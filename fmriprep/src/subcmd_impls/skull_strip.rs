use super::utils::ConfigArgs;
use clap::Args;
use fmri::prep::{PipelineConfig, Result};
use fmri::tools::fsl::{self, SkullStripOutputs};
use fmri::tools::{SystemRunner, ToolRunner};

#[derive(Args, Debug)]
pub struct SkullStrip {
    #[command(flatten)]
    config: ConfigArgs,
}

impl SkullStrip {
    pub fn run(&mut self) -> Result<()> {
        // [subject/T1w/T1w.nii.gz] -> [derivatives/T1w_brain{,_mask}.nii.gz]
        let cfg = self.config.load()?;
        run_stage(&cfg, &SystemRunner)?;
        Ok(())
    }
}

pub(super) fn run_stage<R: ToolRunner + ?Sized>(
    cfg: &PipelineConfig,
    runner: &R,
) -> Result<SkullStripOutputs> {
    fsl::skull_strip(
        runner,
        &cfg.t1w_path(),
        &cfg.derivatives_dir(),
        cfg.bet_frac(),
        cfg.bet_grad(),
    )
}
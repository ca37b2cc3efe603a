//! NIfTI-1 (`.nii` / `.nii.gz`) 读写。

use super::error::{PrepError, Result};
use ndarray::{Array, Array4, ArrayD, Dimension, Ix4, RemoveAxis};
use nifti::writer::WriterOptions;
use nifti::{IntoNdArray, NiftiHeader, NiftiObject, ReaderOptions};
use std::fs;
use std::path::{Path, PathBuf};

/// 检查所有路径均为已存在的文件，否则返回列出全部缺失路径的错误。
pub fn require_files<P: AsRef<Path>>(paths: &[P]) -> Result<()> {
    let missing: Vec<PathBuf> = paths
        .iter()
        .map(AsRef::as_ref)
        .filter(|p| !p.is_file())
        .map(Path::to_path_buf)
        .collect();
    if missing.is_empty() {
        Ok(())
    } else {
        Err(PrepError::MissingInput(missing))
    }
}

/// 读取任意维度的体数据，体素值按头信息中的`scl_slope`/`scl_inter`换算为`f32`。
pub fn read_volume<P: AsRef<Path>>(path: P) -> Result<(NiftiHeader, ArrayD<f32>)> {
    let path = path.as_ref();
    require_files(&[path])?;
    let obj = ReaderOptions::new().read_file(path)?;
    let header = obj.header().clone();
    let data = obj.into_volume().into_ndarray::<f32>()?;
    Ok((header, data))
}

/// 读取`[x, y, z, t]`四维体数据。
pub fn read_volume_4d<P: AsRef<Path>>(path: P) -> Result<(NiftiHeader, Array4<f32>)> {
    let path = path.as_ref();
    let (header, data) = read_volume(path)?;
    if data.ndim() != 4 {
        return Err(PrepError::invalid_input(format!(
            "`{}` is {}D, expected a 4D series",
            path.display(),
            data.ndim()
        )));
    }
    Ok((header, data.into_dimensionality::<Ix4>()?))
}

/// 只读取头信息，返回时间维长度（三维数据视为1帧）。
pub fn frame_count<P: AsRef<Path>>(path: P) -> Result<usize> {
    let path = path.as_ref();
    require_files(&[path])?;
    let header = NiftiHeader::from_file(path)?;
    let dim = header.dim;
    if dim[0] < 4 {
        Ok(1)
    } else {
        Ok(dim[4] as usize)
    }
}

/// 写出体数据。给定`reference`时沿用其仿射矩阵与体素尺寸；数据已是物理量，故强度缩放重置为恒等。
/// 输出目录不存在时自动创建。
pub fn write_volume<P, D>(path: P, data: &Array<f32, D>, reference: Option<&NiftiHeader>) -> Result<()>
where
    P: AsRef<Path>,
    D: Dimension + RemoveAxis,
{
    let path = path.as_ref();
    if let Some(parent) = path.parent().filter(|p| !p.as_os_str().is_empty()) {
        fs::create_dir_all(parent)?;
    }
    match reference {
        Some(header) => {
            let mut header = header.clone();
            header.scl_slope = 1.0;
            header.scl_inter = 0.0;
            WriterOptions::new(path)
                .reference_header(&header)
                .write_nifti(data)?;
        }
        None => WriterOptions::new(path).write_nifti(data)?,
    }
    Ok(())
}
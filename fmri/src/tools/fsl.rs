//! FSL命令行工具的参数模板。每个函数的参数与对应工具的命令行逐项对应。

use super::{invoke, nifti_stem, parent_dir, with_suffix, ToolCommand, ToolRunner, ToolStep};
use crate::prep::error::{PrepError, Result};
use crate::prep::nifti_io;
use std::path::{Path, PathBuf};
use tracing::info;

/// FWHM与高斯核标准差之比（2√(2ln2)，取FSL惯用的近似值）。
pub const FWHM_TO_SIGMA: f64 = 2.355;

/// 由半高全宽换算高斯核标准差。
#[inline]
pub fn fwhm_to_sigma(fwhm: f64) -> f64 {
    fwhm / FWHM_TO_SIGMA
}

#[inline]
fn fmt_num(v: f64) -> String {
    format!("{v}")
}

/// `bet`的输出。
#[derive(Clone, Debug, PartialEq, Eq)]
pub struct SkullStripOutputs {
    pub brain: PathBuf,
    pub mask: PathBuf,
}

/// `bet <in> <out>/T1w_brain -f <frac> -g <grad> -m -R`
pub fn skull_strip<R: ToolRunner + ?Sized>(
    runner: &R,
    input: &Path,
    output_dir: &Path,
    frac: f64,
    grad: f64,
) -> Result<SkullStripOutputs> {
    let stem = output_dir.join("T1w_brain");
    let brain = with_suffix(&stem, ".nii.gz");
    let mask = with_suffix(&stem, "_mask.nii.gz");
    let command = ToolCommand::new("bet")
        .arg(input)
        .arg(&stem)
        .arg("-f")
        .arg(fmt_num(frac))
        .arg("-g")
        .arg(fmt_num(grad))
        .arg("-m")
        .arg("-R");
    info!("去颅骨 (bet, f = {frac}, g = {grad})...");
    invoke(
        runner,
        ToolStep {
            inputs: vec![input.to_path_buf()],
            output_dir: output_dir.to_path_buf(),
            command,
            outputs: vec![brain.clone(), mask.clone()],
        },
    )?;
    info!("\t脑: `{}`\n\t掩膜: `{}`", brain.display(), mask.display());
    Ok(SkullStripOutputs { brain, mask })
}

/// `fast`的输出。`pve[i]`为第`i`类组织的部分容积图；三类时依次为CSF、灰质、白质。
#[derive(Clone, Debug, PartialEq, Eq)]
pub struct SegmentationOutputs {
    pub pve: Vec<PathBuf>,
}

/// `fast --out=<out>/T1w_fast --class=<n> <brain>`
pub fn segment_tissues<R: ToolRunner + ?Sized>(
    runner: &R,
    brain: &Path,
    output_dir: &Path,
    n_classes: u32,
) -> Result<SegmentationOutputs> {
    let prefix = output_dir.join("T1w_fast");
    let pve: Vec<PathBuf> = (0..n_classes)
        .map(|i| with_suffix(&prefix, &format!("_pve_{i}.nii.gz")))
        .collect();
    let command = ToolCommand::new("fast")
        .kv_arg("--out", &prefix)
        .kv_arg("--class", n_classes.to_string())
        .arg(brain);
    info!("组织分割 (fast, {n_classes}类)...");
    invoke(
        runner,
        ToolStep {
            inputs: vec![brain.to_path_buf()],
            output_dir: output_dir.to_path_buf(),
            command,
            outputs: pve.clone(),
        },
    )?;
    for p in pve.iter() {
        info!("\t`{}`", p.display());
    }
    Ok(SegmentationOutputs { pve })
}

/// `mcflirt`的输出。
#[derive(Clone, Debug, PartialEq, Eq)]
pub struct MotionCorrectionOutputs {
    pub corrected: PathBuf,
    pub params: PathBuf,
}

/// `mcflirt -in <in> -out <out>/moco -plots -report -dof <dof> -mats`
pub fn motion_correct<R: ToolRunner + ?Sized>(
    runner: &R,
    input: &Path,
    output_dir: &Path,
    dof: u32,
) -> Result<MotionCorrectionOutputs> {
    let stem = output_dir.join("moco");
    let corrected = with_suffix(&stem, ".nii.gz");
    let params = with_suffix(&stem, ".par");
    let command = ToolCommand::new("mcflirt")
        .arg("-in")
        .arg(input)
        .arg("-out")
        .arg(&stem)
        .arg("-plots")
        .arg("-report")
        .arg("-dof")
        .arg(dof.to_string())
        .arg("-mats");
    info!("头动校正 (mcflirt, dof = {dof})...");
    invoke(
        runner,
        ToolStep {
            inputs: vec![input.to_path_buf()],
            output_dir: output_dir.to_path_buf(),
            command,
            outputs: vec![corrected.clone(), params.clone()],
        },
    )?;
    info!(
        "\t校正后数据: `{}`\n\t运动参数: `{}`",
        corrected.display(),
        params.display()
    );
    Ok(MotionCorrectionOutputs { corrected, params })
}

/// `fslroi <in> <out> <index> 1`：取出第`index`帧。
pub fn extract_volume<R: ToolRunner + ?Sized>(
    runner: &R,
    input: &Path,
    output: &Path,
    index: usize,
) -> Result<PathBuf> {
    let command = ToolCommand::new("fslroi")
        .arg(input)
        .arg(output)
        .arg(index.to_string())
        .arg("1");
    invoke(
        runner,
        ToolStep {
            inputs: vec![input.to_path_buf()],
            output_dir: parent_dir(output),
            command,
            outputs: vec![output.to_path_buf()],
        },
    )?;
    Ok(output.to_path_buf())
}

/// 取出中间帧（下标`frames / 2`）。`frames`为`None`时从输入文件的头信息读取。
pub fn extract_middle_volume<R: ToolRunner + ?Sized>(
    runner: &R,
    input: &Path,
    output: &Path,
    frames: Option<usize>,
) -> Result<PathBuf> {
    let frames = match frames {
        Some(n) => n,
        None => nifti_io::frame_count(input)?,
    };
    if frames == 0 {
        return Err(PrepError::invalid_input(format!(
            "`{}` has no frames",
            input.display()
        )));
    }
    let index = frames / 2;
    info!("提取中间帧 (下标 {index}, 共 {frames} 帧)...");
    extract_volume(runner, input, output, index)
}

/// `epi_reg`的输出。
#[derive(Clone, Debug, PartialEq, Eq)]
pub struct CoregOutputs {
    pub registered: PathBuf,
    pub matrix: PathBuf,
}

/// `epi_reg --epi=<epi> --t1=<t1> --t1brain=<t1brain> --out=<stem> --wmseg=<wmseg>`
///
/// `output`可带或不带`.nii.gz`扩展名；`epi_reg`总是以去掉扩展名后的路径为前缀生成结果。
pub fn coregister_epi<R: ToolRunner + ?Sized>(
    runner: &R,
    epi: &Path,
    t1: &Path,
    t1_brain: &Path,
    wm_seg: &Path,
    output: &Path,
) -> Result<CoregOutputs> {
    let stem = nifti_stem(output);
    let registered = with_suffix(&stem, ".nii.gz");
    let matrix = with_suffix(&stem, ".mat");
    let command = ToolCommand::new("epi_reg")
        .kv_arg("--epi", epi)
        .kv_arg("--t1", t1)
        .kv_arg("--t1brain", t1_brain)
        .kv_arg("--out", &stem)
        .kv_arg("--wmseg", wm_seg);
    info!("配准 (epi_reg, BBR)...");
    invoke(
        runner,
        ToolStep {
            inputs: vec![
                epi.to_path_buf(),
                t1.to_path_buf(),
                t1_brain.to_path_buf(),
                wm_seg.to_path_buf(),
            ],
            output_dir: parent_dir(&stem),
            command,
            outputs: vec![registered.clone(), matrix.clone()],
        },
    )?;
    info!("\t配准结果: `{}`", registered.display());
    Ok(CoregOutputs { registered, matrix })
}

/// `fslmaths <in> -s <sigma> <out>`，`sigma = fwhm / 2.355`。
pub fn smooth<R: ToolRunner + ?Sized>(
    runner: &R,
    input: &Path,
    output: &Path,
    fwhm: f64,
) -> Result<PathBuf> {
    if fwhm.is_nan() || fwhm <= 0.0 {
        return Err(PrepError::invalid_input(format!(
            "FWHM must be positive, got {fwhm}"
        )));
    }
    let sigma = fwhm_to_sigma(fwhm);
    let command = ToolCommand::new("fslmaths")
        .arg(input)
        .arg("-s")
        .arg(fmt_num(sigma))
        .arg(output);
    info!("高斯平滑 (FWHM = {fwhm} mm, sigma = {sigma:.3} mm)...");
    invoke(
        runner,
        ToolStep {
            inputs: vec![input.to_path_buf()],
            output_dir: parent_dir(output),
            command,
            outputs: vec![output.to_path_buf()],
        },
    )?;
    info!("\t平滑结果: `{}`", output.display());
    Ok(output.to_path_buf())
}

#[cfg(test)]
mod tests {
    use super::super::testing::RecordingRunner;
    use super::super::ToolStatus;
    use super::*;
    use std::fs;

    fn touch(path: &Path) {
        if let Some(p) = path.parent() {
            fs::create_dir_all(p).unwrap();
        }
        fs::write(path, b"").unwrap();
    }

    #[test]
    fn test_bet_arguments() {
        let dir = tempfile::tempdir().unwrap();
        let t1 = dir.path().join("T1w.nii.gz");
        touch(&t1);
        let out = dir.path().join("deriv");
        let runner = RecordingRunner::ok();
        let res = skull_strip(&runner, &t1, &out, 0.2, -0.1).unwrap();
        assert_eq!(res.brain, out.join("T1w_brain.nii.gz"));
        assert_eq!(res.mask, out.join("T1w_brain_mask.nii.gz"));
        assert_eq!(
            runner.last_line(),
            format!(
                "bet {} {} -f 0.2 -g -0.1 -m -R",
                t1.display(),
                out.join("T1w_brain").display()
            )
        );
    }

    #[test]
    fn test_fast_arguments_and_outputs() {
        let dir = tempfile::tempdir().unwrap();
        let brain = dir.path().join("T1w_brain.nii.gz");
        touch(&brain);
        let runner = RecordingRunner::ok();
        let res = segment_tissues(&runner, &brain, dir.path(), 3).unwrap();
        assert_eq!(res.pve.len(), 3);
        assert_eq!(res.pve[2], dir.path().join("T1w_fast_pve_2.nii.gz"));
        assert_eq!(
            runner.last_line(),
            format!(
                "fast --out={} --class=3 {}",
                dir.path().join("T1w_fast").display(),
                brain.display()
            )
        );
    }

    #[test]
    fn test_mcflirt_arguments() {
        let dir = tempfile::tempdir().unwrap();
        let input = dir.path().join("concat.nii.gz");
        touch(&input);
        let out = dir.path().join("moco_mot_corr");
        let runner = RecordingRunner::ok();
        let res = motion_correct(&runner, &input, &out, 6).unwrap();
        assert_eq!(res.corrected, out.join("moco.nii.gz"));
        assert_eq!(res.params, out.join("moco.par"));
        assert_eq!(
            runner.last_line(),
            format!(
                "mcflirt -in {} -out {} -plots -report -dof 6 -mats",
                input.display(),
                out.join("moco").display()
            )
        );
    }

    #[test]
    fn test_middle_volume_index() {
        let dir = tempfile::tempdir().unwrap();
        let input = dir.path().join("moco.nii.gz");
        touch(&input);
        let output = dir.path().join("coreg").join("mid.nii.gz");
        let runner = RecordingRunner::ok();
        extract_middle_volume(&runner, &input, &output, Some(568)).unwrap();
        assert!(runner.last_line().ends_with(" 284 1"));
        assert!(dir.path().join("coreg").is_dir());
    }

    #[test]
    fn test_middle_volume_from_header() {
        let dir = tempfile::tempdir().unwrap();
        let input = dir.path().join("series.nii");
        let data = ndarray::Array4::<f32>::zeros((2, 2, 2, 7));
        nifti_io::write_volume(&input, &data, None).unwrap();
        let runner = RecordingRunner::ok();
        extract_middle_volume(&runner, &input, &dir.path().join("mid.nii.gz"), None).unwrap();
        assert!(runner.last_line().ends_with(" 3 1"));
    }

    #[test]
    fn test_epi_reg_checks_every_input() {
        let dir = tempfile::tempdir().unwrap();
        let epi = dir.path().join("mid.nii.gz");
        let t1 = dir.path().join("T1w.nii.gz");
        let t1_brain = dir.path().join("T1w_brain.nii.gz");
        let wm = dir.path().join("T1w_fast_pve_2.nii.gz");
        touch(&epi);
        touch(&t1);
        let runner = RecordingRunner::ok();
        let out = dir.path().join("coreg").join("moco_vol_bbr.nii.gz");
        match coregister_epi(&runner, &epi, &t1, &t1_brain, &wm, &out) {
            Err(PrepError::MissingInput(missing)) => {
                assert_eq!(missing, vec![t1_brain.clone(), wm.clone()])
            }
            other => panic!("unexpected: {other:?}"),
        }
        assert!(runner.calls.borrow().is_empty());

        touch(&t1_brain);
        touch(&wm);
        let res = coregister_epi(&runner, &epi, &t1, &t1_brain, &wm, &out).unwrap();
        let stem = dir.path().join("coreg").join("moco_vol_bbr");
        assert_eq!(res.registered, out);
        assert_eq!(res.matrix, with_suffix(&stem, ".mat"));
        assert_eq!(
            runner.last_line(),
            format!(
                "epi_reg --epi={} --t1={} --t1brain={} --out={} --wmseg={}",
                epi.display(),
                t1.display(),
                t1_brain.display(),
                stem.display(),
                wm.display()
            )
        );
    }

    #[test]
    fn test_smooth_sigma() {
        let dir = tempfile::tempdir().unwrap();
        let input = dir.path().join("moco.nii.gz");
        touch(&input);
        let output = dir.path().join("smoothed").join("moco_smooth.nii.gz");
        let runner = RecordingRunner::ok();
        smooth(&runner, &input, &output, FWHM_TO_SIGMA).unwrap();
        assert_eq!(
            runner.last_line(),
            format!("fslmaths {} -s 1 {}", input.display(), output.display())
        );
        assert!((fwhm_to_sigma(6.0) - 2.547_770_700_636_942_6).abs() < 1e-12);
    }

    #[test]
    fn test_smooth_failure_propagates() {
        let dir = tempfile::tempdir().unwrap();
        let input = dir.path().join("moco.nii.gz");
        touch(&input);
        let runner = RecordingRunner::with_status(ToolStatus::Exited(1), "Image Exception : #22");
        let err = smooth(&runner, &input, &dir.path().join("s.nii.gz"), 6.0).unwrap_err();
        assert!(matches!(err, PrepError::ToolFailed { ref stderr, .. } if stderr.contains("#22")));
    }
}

☆ ☆ ☆ ☆ ☆ ☆ ☆

Throughout the listing, how many lines contain the string "missing"? Give the number on its own.

#### Completed exercise:
5